*** Input records

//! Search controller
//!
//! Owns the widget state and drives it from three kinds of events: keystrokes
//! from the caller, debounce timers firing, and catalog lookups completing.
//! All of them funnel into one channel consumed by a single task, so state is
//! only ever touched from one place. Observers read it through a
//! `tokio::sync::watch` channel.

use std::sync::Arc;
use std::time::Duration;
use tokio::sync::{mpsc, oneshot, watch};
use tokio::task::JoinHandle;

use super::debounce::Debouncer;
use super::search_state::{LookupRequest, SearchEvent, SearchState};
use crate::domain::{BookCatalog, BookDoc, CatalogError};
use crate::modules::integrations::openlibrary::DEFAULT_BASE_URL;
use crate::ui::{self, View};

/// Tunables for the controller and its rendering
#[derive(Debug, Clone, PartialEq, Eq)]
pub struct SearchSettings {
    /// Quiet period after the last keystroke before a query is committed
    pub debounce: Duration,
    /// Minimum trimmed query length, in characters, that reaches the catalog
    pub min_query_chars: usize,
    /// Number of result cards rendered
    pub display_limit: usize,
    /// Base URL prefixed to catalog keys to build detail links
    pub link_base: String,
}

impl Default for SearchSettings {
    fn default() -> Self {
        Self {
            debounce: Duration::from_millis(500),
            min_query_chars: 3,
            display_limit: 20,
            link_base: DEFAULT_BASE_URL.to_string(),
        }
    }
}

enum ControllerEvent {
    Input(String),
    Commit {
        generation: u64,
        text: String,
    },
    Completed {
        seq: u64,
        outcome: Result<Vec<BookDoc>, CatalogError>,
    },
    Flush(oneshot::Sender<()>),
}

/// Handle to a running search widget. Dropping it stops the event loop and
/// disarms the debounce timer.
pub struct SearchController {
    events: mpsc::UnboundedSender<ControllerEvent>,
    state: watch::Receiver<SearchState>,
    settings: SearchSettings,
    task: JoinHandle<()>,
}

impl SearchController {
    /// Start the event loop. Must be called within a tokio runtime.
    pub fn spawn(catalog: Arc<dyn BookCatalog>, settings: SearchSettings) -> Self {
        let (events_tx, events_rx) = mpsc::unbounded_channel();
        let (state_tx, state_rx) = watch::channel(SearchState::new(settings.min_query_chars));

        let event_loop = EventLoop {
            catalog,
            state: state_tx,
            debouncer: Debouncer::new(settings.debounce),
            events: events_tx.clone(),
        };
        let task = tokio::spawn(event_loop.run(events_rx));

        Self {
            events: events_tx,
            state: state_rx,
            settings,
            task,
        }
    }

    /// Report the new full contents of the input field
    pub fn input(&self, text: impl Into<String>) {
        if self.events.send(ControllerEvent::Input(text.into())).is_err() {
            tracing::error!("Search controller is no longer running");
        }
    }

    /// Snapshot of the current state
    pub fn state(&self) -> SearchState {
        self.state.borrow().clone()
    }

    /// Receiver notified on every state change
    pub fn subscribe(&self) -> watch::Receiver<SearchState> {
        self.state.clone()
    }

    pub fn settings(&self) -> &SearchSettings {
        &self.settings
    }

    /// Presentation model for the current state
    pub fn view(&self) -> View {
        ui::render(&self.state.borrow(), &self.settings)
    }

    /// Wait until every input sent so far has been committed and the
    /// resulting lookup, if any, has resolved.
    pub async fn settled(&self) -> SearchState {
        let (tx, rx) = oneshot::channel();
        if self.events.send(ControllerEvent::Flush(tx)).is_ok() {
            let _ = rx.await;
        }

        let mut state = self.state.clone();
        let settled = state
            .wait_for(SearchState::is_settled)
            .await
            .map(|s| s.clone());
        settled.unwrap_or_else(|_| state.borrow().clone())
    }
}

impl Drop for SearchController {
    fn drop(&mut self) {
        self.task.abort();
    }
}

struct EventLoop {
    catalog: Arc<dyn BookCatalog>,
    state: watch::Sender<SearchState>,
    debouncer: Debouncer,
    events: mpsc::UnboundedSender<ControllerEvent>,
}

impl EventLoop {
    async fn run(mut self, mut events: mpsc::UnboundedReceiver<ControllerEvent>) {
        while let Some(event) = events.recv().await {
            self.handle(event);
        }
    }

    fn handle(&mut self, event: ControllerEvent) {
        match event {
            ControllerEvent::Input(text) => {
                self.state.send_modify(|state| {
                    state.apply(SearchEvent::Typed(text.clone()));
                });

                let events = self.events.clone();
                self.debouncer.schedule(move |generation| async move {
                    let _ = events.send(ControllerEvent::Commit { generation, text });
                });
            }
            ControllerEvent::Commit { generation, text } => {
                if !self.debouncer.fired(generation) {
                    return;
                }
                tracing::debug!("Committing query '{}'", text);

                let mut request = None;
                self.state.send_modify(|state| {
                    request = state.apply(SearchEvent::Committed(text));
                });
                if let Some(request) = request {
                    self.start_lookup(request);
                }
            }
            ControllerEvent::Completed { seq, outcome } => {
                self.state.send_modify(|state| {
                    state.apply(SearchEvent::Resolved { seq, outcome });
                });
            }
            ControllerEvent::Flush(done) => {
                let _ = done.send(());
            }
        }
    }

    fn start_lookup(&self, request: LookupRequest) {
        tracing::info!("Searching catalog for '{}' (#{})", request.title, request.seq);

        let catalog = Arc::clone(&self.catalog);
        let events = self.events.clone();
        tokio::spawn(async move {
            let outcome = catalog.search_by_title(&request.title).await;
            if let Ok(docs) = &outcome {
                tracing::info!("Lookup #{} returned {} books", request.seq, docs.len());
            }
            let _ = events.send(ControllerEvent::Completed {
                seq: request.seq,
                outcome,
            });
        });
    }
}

******
*** Input records

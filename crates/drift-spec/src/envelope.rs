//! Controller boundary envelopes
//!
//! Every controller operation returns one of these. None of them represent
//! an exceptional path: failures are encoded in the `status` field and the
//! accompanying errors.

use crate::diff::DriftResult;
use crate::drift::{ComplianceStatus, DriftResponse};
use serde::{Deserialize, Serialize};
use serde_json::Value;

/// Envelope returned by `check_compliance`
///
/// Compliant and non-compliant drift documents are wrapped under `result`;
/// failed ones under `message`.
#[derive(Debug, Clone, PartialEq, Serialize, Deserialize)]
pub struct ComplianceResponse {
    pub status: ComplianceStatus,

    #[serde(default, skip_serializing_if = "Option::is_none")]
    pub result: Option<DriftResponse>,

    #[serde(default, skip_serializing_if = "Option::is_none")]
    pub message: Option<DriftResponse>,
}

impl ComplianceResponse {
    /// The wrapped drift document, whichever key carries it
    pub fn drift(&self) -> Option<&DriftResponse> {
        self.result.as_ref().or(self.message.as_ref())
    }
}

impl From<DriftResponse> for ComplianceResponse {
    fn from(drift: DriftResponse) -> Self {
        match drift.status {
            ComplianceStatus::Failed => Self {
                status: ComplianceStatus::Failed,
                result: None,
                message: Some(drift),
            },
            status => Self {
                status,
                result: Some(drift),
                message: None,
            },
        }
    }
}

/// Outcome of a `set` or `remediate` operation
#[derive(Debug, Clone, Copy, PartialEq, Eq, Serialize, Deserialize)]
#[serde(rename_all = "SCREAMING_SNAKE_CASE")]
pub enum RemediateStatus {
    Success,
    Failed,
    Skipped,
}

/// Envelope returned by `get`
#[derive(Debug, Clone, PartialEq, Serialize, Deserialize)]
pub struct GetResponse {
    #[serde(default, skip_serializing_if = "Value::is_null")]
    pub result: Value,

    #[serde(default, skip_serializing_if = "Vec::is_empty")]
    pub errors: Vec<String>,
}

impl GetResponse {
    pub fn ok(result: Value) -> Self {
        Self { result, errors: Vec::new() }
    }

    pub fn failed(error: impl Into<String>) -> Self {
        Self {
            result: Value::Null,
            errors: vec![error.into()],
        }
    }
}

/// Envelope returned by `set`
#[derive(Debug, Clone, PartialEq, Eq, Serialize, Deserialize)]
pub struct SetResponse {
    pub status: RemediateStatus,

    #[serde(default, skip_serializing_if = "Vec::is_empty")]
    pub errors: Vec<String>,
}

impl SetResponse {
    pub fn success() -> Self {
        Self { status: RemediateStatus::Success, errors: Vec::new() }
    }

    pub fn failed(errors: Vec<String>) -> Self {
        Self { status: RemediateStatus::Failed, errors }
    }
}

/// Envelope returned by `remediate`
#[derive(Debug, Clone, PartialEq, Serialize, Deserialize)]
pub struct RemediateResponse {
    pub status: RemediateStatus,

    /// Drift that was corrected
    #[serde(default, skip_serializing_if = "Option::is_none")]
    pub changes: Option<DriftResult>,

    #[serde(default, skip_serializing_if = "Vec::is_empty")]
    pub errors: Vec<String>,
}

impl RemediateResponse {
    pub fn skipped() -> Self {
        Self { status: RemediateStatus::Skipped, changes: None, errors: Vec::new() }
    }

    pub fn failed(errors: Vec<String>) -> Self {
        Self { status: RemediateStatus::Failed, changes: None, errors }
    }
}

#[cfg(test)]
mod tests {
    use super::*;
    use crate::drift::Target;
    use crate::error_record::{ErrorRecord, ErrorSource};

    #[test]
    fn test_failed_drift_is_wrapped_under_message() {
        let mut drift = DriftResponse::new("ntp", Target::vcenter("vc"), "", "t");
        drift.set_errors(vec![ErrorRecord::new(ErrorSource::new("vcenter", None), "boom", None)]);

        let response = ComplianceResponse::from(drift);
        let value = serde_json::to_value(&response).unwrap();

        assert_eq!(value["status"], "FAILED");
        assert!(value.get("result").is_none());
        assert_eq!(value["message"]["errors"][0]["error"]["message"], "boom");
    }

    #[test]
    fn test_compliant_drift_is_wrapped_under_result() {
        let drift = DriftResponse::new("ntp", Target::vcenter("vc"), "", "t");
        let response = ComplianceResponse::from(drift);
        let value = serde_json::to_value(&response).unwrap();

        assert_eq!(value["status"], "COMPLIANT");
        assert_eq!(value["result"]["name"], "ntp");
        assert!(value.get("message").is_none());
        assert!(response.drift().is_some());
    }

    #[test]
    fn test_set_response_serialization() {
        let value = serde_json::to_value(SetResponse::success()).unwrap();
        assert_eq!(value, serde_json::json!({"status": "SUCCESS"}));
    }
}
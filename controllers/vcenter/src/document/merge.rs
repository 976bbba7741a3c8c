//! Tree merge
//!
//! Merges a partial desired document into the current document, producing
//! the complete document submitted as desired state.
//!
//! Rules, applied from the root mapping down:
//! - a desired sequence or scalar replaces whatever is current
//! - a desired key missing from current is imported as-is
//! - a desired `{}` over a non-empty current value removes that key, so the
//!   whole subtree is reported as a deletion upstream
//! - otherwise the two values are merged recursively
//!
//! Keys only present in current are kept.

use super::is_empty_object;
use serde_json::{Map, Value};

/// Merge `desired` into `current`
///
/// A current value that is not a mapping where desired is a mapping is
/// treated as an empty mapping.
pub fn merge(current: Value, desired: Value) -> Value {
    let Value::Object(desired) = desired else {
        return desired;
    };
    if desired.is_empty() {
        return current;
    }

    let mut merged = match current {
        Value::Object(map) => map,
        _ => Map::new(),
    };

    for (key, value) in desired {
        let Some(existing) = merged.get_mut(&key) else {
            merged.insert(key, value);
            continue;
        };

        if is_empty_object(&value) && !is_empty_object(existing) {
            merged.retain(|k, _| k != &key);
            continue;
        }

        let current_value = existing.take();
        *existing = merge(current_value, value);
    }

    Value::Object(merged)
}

******

Exercise prompt
Some lines in the data above hold the string "RemediateResponse". Find and copy each of them.

Completed task
pub struct RemediateResponse {
impl RemediateResponse {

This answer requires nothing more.